Among the entries below, find the line with "pub fn is_open(&self)", then quote it and each following line up to and including the line with "window or, for", and nothing else.
───── DATA SUPPLIED ─────
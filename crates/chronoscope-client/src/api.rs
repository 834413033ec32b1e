//! Simulation backend contract and an in-memory implementation.
//!
//! The controller only ever talks to the backend through
//! [`SimulationApi`]. Step bodies arrive as raw [`StepPayload`]s and are
//! validated by the controller, so an implementation never has to
//! guarantee well-formed timesteps.
//!
//! [`InMemorySimulationApi`] serves a [`Fixture`]: recorded history plus a
//! queue of pending steps that `post_step` releases one at a time.

use std::collections::{BTreeMap, VecDeque};
use std::future::Future;
use std::path::Path;
use std::sync::{Mutex, PoisonError};

use chronoscope_core::ingest::timestep_of;
use chronoscope_types::{ScenarioDetail, ScenarioId, ScenarioSummary, StepPayload, TriggerDraft};
use serde::{Deserialize, Serialize};
use tracing::debug;

use crate::error::TransportError;

/// Operations the timeline consumes from the simulation backend.
pub trait SimulationApi: Send + Sync + 'static {
    /// List every scenario the backend knows.
    fn fetch_scenario_summaries(
        &self,
    ) -> impl Future<Output = Result<Vec<ScenarioSummary>, TransportError>> + Send;

    /// Current state and recorded history for one scenario.
    fn fetch_scenario_detail(
        &self,
        scenario: &ScenarioId,
    ) -> impl Future<Output = Result<ScenarioDetail, TransportError>> + Send;

    /// Ask the backend to compute the next step and return it.
    fn post_step(
        &self,
        scenario: &ScenarioId,
    ) -> impl Future<Output = Result<StepPayload, TransportError>> + Send;

    /// Fetch the authoritative body of a step.
    fn fetch_step_at(
        &self,
        scenario: &ScenarioId,
        timestep: u64,
    ) -> impl Future<Output = Result<StepPayload, TransportError>> + Send;
}

/// One scenario as served by [`InMemorySimulationApi`].
#[derive(Debug, Clone, PartialEq, Serialize, Deserialize)]
#[serde(rename_all = "camelCase")]
pub struct ScenarioFixture {
    /// Scenario identifier.
    pub id: ScenarioId,
    /// Display name.
    pub name: String,
    /// Optional description.
    #[serde(default)]
    pub description: Option<String>,
    /// Detail returned by `fetch_scenario_detail`.
    #[serde(default)]
    pub detail: ScenarioDetail,
    /// Steps released one per `post_step` call, in order.
    #[serde(default)]
    pub pending: VecDeque<StepPayload>,
}

/// A set of scenarios plus optional trigger drafts, as stored on disk.
#[derive(Debug, Clone, Default, PartialEq, Serialize, Deserialize)]
#[serde(rename_all = "camelCase")]
pub struct Fixture {
    /// Scenarios to serve.
    #[serde(default)]
    pub scenarios: Vec<ScenarioFixture>,
    /// Trigger drafts to replay against the scenarios.
    #[serde(default)]
    pub triggers: Vec<TriggerDraft>,
}

impl Fixture {
    /// Load a fixture from a JSON file.
    ///
    /// # Errors
    ///
    /// [`TransportError::Request`] when the file cannot be read and
    /// [`TransportError::Decode`] when it is not a valid fixture.
    pub fn from_file(path: &Path) -> Result<Self, TransportError> {
        let contents = std::fs::read_to_string(path).map_err(|e| TransportError::Request {
            message: format!("cannot read fixture {}: {e}", path.display()),
        })?;
        Self::parse(&contents)
    }

    /// Parse a fixture from JSON text.
    ///
    /// # Errors
    ///
    /// [`TransportError::Decode`] when the text is not a valid fixture.
    pub fn parse(json: &str) -> Result<Self, TransportError> {
        Ok(serde_json::from_str(json)?)
    }
}

/// Fixture-backed [`SimulationApi`].
#[derive(Debug, Default)]
pub struct InMemorySimulationApi {
    scenarios: Mutex<BTreeMap<ScenarioId, ScenarioFixture>>,
}

impl InMemorySimulationApi {
    /// Serve the scenarios of a fixture.
    pub fn new(fixture: Fixture) -> Self {
        Self {
            scenarios: Mutex::new(
                fixture
                    .scenarios
                    .into_iter()
                    .map(|scenario| (scenario.id.clone(), scenario))
                    .collect(),
            ),
        }
    }

    /// Add or replace one scenario.
    pub fn insert(&self, scenario: ScenarioFixture) {
        self.with_scenarios(|scenarios| {
            scenarios.insert(scenario.id.clone(), scenario);
        });
    }

    /// Queue a step to be released by the next `post_step`.
    ///
    /// # Errors
    ///
    /// [`TransportError::NotFound`] for an unknown scenario.
    pub fn queue_step(
        &self,
        scenario: &ScenarioId,
        payload: StepPayload,
    ) -> Result<(), TransportError> {
        self.with_scenario(scenario, |fixture| {
            fixture.pending.push_back(payload);
            Ok(())
        })
    }

    /// Record a step directly into history, as a backend would before
    /// sending a push notification.
    ///
    /// # Errors
    ///
    /// [`TransportError::NotFound`] for an unknown scenario.
    pub fn record_step(
        &self,
        scenario: &ScenarioId,
        payload: StepPayload,
    ) -> Result<(), TransportError> {
        self.with_scenario(scenario, |fixture| {
            record(fixture, payload);
            Ok(())
        })
    }

    /// Number of steps still waiting to be released.
    pub fn pending_len(&self, scenario: &ScenarioId) -> usize {
        self.with_scenarios(|scenarios| scenarios.get(scenario).map_or(0, |s| s.pending.len()))
    }

    fn with_scenarios<R>(
        &self,
        f: impl FnOnce(&mut BTreeMap<ScenarioId, ScenarioFixture>) -> R,
    ) -> R {
        let mut guard = self.scenarios.lock().unwrap_or_else(PoisonError::into_inner);
        f(&mut guard)
    }

    fn with_scenario<R>(
        &self,
        scenario: &ScenarioId,
        f: impl FnOnce(&mut ScenarioFixture) -> Result<R, TransportError>,
    ) -> Result<R, TransportError> {
        self.with_scenarios(|scenarios| match scenarios.get_mut(scenario) {
            Some(fixture) => f(fixture),
            None => Err(not_found(scenario, "scenario record")),
        })
    }
}

impl From<Fixture> for InMemorySimulationApi {
    fn from(fixture: Fixture) -> Self {
        Self::new(fixture)
    }
}

impl SimulationApi for InMemorySimulationApi {
    async fn fetch_scenario_summaries(&self) -> Result<Vec<ScenarioSummary>, TransportError> {
        Ok(self.with_scenarios(|scenarios| {
            scenarios
                .values()
                .map(|fixture| ScenarioSummary {
                    id: fixture.id.clone(),
                    name: fixture.name.clone(),
                    current_timestep: latest_timestep(&fixture.detail),
                    description: fixture.description.clone(),
                })
                .collect()
        }))
    }

    async fn fetch_scenario_detail(
        &self,
        scenario: &ScenarioId,
    ) -> Result<ScenarioDetail, TransportError> {
        self.with_scenario(scenario, |fixture| Ok(fixture.detail.clone()))
    }

    async fn post_step(&self, scenario: &ScenarioId) -> Result<StepPayload, TransportError> {
        self.with_scenario(scenario, |fixture| {
            let payload = fixture
                .pending
                .pop_front()
                .ok_or_else(|| not_found(scenario, "pending step"))?;
            record(fixture, payload.clone());
            debug!(scenario = %scenario, timestep = ?payload.timestep, "Released pending step");
            Ok(payload)
        })
    }

    async fn fetch_step_at(
        &self,
        scenario: &ScenarioId,
        timestep: u64,
    ) -> Result<StepPayload, TransportError> {
        self.with_scenario(scenario, |fixture| {
            fixture
                .detail
                .history
                .iter()
                .rev()
                .find(|payload| timestep_of(payload.timestep).ok() == Some(timestep))
                .cloned()
                .ok_or_else(|| not_found(scenario, &format!("step {timestep}")))
        })
    }
}

fn record(fixture: &mut ScenarioFixture, payload: StepPayload) {
    if payload.timestep >= fixture.detail.current_timestep {
        fixture.detail.current_timestep = payload.timestep;
        if payload.state.is_some() {
            fixture.detail.current_state.clone_from(&payload.state);
        }
    }
    fixture.detail.history.push(payload);
}

fn latest_timestep(detail: &ScenarioDetail) -> Option<u64> {
    detail
        .history
        .iter()
        .filter_map(|payload| timestep_of(payload.timestep).ok())
        .max()
        .or_else(|| detail.current_timestep.and_then(|t| u64::try_from(t).ok()))
}

fn not_found(scenario: &ScenarioId, what: &str) -> TransportError {
    TransportError::NotFound {
        scenario: scenario.clone(),
        what: what.to_owned(),
    }
}
//! Validation gate run on the raw expression text.
//!
//! The gate is syntactic, not a grammar: it rejects characters outside the
//! allow-list and identifiers outside the binding set before the tokenizer
//! ever sees the string. Anything it rejects is never evaluated.

use crate::error::ValidationError;

/// Longest expression accepted, in bytes.
pub const MAX_EXPRESSION_LEN: usize = 2048;

/// Names bound in every evaluation environment.
pub const BINDINGS: &[&str] = &["t", "state", "country", "avg"];

/// Keyword literals.
pub const KEYWORDS: &[&str] = &["true", "false", "null"];

/// Host-object and reserved names, rejected anywhere in the expression
/// including after a dot.
const FORBIDDEN: &[&str] = &[
    "process",
    "require",
    "eval",
    "Function",
    "constructor",
    "prototype",
    "__proto__",
    "__defineGetter__",
    "__defineSetter__",
    "__lookupGetter__",
    "globalThis",
    "window",
    "this",
    "new",
    "import",
    "setTimeout",
    "setInterval",
    "XMLHttpRequest",
    "Reflect",
    "Proxy",
    "Deno",
    "Bun",
];

/// Whether `ch` is in the allow-listed character class.
pub const fn is_allowed_char(ch: char) -> bool {
    ch.is_ascii_alphanumeric()
        || matches!(
            ch,
            '_' | ' '
                | '\t'
                | '\n'
                | '\r'
                | '.'
                | ','
                | '('
                | ')'
                | '\''
                | '"'
                | '<'
                | '>'
                | '='
                | '!'
                | '&'
                | '|'
                | '+'
                | '-'
                | '*'
                | '/'
                | '%'
        )
}

/// Run the full gate over an expression.
///
/// # Errors
///
/// Returns the first [`ValidationError`] found: empty or oversized input,
/// a disallowed character, a forbidden identifier, or a free identifier
/// outside the binding set.
pub fn check(expression: &str) -> Result<(), ValidationError> {
    check_characters(expression)?;
    check_identifiers(expression)
}

/// Character-class part of the gate.
///
/// # Errors
///
/// See [`check`].
pub fn check_characters(expression: &str) -> Result<(), ValidationError> {
    if expression.trim().is_empty() {
        return Err(ValidationError::EmptyExpression);
    }
    if expression.len() > MAX_EXPRESSION_LEN {
        return Err(ValidationError::ExpressionTooLong {
            len: expression.len(),
            max: MAX_EXPRESSION_LEN,
        });
    }
    match expression.char_indices().find(|(_, ch)| !is_allowed_char(*ch)) {
        Some((offset, ch)) => Err(ValidationError::DisallowedCharacter { ch, offset }),
        None => Ok(()),
    }
}

/// Identifier part of the gate. Assumes the character check passed.
fn check_identifiers(expression: &str) -> Result<(), ValidationError> {
    for word in words(expression) {
        if FORBIDDEN.contains(&word.text) {
            return Err(ValidationError::ForbiddenIdentifier {
                name: word.text.to_owned(),
            });
        }
        if !word.after_dot && !BINDINGS.contains(&word.text) && !KEYWORDS.contains(&word.text) {
            return Err(ValidationError::UnboundIdentifier {
                name: word.text.to_owned(),
            });
        }
    }
    Ok(())
}

struct Word<'a> {
    text: &'a str,
    /// Preceded (ignoring whitespace) by a `.`, i.e. a member name.
    after_dot: bool,
}

/// Identifier words outside string literals. Runs of alphanumerics that
/// start with a digit are numeric literals and skipped.
fn words(expression: &str) -> Vec<Word<'_>> {
    let bytes = expression.as_bytes();
    let mut out = Vec::new();
    let mut last_significant: Option<u8> = None;
    let mut i = 0_usize;

    while let Some(&b) = bytes.get(i) {
        if b == b'\'' || b == b'"' {
            // Skip to the closing quote; an unterminated literal is left
            // for the tokenizer to report.
            let close = bytes
                .get(i.saturating_add(1)..)
                .and_then(|rest| rest.iter().position(|&c| c == b))
                .map_or(bytes.len(), |p| i.saturating_add(p).saturating_add(2));
            i = close;
            last_significant = Some(b);
            continue;
        }
        if b.is_ascii_alphanumeric() || b == b'_' {
            let start = i;
            while bytes
                .get(i)
                .is_some_and(|c| c.is_ascii_alphanumeric() || *c == b'_')
            {
                i = i.saturating_add(1);
            }
            if !b.is_ascii_digit() {
                if let Some(text) = expression.get(start..i) {
                    out.push(Word {
                        text,
                        after_dot: last_significant == Some(b'.'),
                    });
                }
            }
            last_significant = Some(b'a');
            continue;
        }
        if !b.is_ascii_whitespace() {
            last_significant = Some(b);
        }
        i = i.saturating_add(1);
    }
    out
}
//! Push-notification connection scoped to one active scenario.
//!
//! A [`PushConnection`] is opened when a scenario is activated and closed
//! when it is deactivated or replaced. It owns a task that drains the
//! event stream into [`TimelineController::on_push`] and holds only a weak
//! reference to the controller, so the controller's lifetime is never
//! extended by its own connection.

use std::pin::pin;
use std::sync::Weak;

use chronoscope_types::{PushEvent, ScenarioId};
use futures::{Stream, StreamExt};
use tokio::task::JoinHandle;
use tracing::{debug, warn};

use crate::api::SimulationApi;
use crate::controller::TimelineController;

/// Background task feeding push events to a controller.
///
/// Dropping the connection aborts the task.
#[derive(Debug)]
pub struct PushConnection {
    scenario: ScenarioId,
    task: JoinHandle<()>,
}

impl PushConnection {
    /// Spawn the forwarding task. Must be called inside a tokio runtime.
    pub fn open<A, S>(
        controller: Weak<TimelineController<A>>,
        scenario: ScenarioId,
        events: S,
    ) -> Self
    where
        A: SimulationApi,
        S: Stream<Item = PushEvent> + Send + 'static,
    {
        let task_scenario = scenario.clone();
        let task = tokio::spawn(async move {
            let mut events = pin!(events);
            while let Some(event) = events.next().await {
                let Some(controller) = controller.upgrade() else {
                    debug!(scenario = %task_scenario, "Controller dropped, closing push stream");
                    return;
                };
                if let Err(e) = controller.on_push(event).await {
                    warn!(scenario = %task_scenario, error = %e, "Push-triggered fetch failed");
                }
            }
            debug!(scenario = %task_scenario, "Push stream ended");
        });
        debug!(scenario = %scenario, "Push connection opened");
        Self { scenario, task }
    }

    /// Scenario this connection listens for.
    pub const fn scenario(&self) -> &ScenarioId {
        &self.scenario
    }

    /// Whether the forwarding task is still running.
    pub fn is_open(&self) -> bool {
        !self.task.is_finished()
    }

    /// Abort the forwarding task.
    pub fn close(self) {
        drop(self);
    }
}

impl Drop for PushConnection {
    fn drop(&mut self) {
        self.task.abort();
        debug!(scenario = %self.scenario, "Push connection closed");
    }
}
//! Replaying trigger drafts over a timeline.
//!
//! A draft's `condition.when` is compiled once and evaluated against each
//! step in ascending order. The scan stops at the expiry window or, for
//! `once` triggers, after the first firing. A runtime fault on one step is
//! recorded and the scan moves on.

use std::borrow::Borrow;

use chronoscope_types::{Step, TriggerDraft};
use serde::{Deserialize, Serialize};
use tracing::debug;

use crate::condition::Condition;
use crate::error::{EvaluationError, ValidationError};

/// A runtime fault raised while evaluating one step.
#[derive(Debug, Clone, PartialEq, Eq, Serialize, Deserialize)]
#[serde(rename_all = "camelCase")]
pub struct StepFault {
    /// Step the fault occurred on.
    pub timestep: u64,
    /// Rendered error.
    pub message: String,
}

/// Outcome of replaying one draft.
#[derive(Debug, Clone, Default, PartialEq, Eq, Serialize, Deserialize)]
#[serde(rename_all = "camelCase")]
pub struct TriggerReport {
    /// Draft name.
    pub name: String,
    /// Timesteps where the condition held.
    pub fired: Vec<u64>,
    /// Steps whose evaluation faulted.
    pub faults: Vec<StepFault>,
    /// Number of steps evaluated before the scan ended.
    pub evaluated: usize,
    /// Whether the scan ended because the expiry window closed.
    pub expired: bool,
}

/// Check a draft before it is persisted or scanned.
///
/// # Errors
///
/// [`EvaluationError::Rejected`] with
/// [`ValidationError::EmptyTriggerName`] for a blank name, otherwise
/// whatever [`Condition::compile`] reports for `condition.when`.
pub fn validate_draft(draft: &TriggerDraft) -> Result<Condition, EvaluationError> {
    if draft.name.trim().is_empty() {
        return Err(ValidationError::EmptyTriggerName.into());
    }
    Condition::compile(&draft.condition.when)
}

/// Replay a draft over `steps`, which must be ascending by timestep.
///
/// # Errors
///
/// Fails only when the draft itself is invalid; see [`validate_draft`].
pub fn scan<S: Borrow<Step>>(
    draft: &TriggerDraft,
    steps: &[S],
) -> Result<TriggerReport, EvaluationError> {
    let condition = validate_draft(draft)?;
    let mut report = TriggerReport {
        name: draft.name.clone(),
        ..TriggerReport::default()
    };

    let expires_at = steps.first().and_then(|first| {
        draft
            .expires_after_turns
            .map(|turns| Borrow::<Step>::borrow(first).timestep.saturating_add(turns))
    });

    for step in steps {
        let step: &Step = step.borrow();
        if expires_at.is_some_and(|end| step.timestep >= end) {
            report.expired = true;
            break;
        }
        report.evaluated = report.evaluated.saturating_add(1);

        match condition.evaluate(step) {
            Ok(true) => {
                report.fired.push(step.timestep);
                if draft.condition.once {
                    break;
                }
            }
            Ok(false) => {}
            Err(e) => {
                debug!(
                    trigger = %draft.name,
                    timestep = step.timestep,
                    error = %e,
                    "Condition faulted"
                );
                report.faults.push(StepFault {
                    timestep: step.timestep,
                    message: e.to_string(),
                });
            }
        }
    }

    debug!(
        trigger = %draft.name,
        evaluated = report.evaluated,
        fired = report.fired.len(),
        faults = report.faults.len(),
        expired = report.expired,
        "Trigger scan complete"
    );
    Ok(report)
}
─────
### [RESULT OF THIS EXERCISE]
    pub fn is_open(&self) -> bool {
        !self.task.is_finished()
    }

    /// Abort the forwarding task.
    pub fn close(self) {
        drop(self);
    }
}

impl Drop for PushConnection {
    fn drop(&mut self) {
        self.task.abort();
        debug!(scenario = %self.scenario, "Push connection closed");
    }
}
//! Replaying trigger drafts over a timeline.
//!
//! A draft's `condition.when` is compiled once and evaluated against each
//! step in ascending order. The scan stops at the expiry window or, for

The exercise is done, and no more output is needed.